> ACTIVITY
Using the records provided below, locate and copy each line that contains the word "data".

===============

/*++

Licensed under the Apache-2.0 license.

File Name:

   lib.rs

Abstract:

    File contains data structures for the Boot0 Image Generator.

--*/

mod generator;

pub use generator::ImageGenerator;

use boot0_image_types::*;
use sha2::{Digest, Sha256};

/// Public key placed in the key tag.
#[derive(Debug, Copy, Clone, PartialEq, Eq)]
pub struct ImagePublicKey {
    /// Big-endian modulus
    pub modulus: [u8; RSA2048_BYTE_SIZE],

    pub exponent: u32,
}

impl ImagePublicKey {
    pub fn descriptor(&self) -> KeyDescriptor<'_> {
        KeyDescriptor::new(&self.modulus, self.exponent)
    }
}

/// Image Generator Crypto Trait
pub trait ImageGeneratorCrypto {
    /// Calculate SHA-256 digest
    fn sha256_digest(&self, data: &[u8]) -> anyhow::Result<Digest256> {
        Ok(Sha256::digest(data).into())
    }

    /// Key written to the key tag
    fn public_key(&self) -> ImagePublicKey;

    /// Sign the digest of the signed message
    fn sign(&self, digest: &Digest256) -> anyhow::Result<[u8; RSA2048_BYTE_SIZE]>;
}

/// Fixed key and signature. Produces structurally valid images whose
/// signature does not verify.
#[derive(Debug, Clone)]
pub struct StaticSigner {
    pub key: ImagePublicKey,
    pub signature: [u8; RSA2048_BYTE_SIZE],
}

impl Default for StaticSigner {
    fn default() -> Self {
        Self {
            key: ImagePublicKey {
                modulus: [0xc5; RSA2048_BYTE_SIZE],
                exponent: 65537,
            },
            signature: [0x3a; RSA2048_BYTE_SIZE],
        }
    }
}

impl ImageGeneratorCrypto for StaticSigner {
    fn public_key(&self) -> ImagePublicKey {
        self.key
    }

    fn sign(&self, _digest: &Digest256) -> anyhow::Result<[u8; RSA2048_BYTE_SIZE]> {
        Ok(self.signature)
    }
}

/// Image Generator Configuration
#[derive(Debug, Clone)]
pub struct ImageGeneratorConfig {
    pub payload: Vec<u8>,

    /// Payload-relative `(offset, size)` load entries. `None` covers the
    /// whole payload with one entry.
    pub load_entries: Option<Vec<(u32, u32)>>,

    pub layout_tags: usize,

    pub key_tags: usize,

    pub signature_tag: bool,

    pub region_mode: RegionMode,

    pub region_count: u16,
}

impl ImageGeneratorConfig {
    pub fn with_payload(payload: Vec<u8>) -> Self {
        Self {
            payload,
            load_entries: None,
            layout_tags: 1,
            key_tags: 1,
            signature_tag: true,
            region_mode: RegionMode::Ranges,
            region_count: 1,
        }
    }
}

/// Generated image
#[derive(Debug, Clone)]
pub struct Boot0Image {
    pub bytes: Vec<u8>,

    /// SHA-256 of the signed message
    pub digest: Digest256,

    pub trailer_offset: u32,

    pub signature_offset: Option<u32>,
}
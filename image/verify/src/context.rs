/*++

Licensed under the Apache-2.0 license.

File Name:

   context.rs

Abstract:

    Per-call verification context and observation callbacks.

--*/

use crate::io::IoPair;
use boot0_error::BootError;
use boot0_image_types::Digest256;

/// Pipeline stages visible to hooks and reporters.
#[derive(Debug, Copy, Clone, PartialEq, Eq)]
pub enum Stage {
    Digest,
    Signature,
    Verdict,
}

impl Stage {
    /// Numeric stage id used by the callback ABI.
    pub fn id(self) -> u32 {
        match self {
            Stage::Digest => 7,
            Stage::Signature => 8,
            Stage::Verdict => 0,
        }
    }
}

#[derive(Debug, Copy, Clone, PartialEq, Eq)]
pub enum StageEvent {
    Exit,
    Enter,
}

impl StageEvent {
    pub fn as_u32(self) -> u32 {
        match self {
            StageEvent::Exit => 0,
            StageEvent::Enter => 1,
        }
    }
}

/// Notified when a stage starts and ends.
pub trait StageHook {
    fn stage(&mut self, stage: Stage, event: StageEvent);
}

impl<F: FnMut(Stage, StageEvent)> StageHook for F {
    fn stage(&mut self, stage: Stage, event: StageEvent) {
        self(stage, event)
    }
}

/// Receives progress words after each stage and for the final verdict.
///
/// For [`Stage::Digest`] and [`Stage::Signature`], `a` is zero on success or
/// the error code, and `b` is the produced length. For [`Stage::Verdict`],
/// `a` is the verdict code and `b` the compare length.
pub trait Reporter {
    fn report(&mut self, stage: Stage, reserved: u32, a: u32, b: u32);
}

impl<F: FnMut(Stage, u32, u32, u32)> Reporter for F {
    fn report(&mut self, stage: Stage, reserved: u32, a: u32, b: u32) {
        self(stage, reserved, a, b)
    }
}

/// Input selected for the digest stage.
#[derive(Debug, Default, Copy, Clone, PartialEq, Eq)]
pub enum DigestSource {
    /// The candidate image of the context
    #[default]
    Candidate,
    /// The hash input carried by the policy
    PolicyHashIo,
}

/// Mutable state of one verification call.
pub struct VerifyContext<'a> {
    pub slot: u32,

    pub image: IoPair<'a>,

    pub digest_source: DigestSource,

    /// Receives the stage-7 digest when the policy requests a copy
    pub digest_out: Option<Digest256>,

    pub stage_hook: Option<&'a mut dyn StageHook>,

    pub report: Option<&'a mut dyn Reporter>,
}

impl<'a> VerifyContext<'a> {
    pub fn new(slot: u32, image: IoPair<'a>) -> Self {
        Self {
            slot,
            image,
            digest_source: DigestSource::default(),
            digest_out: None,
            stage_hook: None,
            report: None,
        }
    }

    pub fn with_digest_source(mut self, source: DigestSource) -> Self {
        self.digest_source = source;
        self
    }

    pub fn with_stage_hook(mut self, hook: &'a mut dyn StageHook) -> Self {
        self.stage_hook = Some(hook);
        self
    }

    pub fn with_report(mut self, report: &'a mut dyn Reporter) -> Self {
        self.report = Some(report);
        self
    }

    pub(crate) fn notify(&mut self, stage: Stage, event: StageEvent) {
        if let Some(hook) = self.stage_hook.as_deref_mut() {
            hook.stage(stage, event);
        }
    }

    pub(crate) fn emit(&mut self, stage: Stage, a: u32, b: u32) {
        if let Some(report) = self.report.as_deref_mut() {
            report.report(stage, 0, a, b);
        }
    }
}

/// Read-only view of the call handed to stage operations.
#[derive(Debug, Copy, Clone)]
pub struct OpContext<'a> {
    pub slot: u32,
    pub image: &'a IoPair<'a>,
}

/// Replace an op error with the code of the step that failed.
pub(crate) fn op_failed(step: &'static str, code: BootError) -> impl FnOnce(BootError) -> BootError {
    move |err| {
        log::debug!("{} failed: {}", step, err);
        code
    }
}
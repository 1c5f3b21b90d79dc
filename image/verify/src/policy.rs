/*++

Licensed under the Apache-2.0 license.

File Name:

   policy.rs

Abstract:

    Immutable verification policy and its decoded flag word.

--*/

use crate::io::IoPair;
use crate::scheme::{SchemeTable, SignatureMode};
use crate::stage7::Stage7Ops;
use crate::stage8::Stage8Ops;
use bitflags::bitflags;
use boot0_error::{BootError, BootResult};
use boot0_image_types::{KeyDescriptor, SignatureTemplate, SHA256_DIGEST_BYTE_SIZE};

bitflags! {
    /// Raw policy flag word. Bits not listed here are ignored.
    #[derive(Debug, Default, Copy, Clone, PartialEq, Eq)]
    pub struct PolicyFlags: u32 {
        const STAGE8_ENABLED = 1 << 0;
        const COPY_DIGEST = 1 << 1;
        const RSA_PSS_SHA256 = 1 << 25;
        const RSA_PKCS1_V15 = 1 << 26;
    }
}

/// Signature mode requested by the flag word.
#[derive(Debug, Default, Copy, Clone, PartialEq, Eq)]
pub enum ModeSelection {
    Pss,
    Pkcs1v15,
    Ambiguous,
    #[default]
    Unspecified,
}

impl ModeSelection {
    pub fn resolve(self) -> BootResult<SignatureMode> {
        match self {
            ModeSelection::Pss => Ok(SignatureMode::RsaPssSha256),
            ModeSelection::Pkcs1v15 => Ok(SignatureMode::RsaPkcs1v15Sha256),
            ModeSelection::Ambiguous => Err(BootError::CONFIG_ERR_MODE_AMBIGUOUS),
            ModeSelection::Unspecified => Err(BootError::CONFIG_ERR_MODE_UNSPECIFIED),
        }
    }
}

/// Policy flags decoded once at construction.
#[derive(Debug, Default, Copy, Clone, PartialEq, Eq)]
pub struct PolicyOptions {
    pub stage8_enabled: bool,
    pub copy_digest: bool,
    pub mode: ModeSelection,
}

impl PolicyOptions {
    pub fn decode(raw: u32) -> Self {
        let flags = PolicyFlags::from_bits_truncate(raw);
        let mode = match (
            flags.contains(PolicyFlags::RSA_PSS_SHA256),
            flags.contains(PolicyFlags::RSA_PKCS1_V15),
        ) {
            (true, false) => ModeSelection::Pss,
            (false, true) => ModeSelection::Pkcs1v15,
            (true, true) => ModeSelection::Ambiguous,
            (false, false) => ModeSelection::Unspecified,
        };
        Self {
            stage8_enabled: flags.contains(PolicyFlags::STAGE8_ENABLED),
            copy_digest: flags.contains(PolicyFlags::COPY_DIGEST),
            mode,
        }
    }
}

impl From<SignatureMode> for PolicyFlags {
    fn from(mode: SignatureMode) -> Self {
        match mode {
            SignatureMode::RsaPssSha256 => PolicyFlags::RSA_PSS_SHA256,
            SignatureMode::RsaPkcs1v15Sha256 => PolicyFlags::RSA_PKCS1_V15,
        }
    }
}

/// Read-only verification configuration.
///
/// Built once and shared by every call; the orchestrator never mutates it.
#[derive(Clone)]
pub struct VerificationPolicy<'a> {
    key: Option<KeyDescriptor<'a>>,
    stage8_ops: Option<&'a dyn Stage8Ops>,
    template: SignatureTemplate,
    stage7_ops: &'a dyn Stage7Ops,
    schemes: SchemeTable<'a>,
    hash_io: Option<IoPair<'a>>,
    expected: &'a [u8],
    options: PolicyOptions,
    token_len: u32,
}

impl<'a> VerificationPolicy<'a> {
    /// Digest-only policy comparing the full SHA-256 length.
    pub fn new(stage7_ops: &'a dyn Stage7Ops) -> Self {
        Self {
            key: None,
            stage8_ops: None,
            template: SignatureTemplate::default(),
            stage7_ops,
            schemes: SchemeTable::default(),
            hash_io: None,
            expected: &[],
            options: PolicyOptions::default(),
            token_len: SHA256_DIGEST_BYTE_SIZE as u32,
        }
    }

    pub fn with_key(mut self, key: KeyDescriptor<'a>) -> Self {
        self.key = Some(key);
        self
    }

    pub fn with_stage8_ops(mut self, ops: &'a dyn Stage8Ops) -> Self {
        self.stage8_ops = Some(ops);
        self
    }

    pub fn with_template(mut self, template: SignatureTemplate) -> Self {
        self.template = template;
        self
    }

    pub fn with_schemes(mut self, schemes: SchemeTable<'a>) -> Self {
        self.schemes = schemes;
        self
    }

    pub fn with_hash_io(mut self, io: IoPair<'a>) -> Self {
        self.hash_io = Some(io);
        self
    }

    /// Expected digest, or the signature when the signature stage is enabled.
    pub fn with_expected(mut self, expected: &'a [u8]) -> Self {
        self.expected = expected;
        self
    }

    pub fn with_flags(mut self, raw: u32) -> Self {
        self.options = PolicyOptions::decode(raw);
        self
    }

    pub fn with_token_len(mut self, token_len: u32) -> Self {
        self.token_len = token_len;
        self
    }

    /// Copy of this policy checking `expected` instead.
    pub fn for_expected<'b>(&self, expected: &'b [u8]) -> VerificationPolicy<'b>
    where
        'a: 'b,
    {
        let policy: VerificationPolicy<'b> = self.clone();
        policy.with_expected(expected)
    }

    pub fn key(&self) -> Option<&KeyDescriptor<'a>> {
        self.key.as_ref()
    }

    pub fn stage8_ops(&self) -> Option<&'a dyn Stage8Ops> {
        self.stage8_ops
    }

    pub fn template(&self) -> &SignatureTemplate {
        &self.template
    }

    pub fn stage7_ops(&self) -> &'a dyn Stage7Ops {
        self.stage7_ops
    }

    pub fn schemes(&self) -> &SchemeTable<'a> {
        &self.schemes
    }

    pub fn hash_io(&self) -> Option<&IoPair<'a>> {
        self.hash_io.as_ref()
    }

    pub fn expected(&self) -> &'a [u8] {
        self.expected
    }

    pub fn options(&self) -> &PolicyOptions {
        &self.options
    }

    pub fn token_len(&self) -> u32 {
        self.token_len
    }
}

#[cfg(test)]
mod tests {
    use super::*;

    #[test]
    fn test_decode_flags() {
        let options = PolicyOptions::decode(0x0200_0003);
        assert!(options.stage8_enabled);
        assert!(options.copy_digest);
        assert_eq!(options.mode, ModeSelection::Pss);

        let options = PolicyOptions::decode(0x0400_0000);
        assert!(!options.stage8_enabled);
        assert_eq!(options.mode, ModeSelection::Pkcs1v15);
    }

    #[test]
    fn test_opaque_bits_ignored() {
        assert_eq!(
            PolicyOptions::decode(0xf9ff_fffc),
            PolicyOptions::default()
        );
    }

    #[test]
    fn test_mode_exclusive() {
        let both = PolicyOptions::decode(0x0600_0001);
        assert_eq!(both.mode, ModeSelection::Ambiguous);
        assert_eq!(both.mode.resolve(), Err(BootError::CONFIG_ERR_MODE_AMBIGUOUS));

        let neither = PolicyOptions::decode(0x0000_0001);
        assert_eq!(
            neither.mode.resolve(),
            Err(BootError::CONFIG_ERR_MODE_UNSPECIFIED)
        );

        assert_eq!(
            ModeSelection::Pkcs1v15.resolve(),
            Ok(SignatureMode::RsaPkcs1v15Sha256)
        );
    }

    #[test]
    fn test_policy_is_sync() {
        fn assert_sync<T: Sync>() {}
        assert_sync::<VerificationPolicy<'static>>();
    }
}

===============

> WRITTEN ANSWER
    File contains data structures for the Boot0 Image Generator.
    fn sha256_digest(&self, data: &[u8]) -> anyhow::Result<Digest256> {
        Ok(Sha256::digest(data).into())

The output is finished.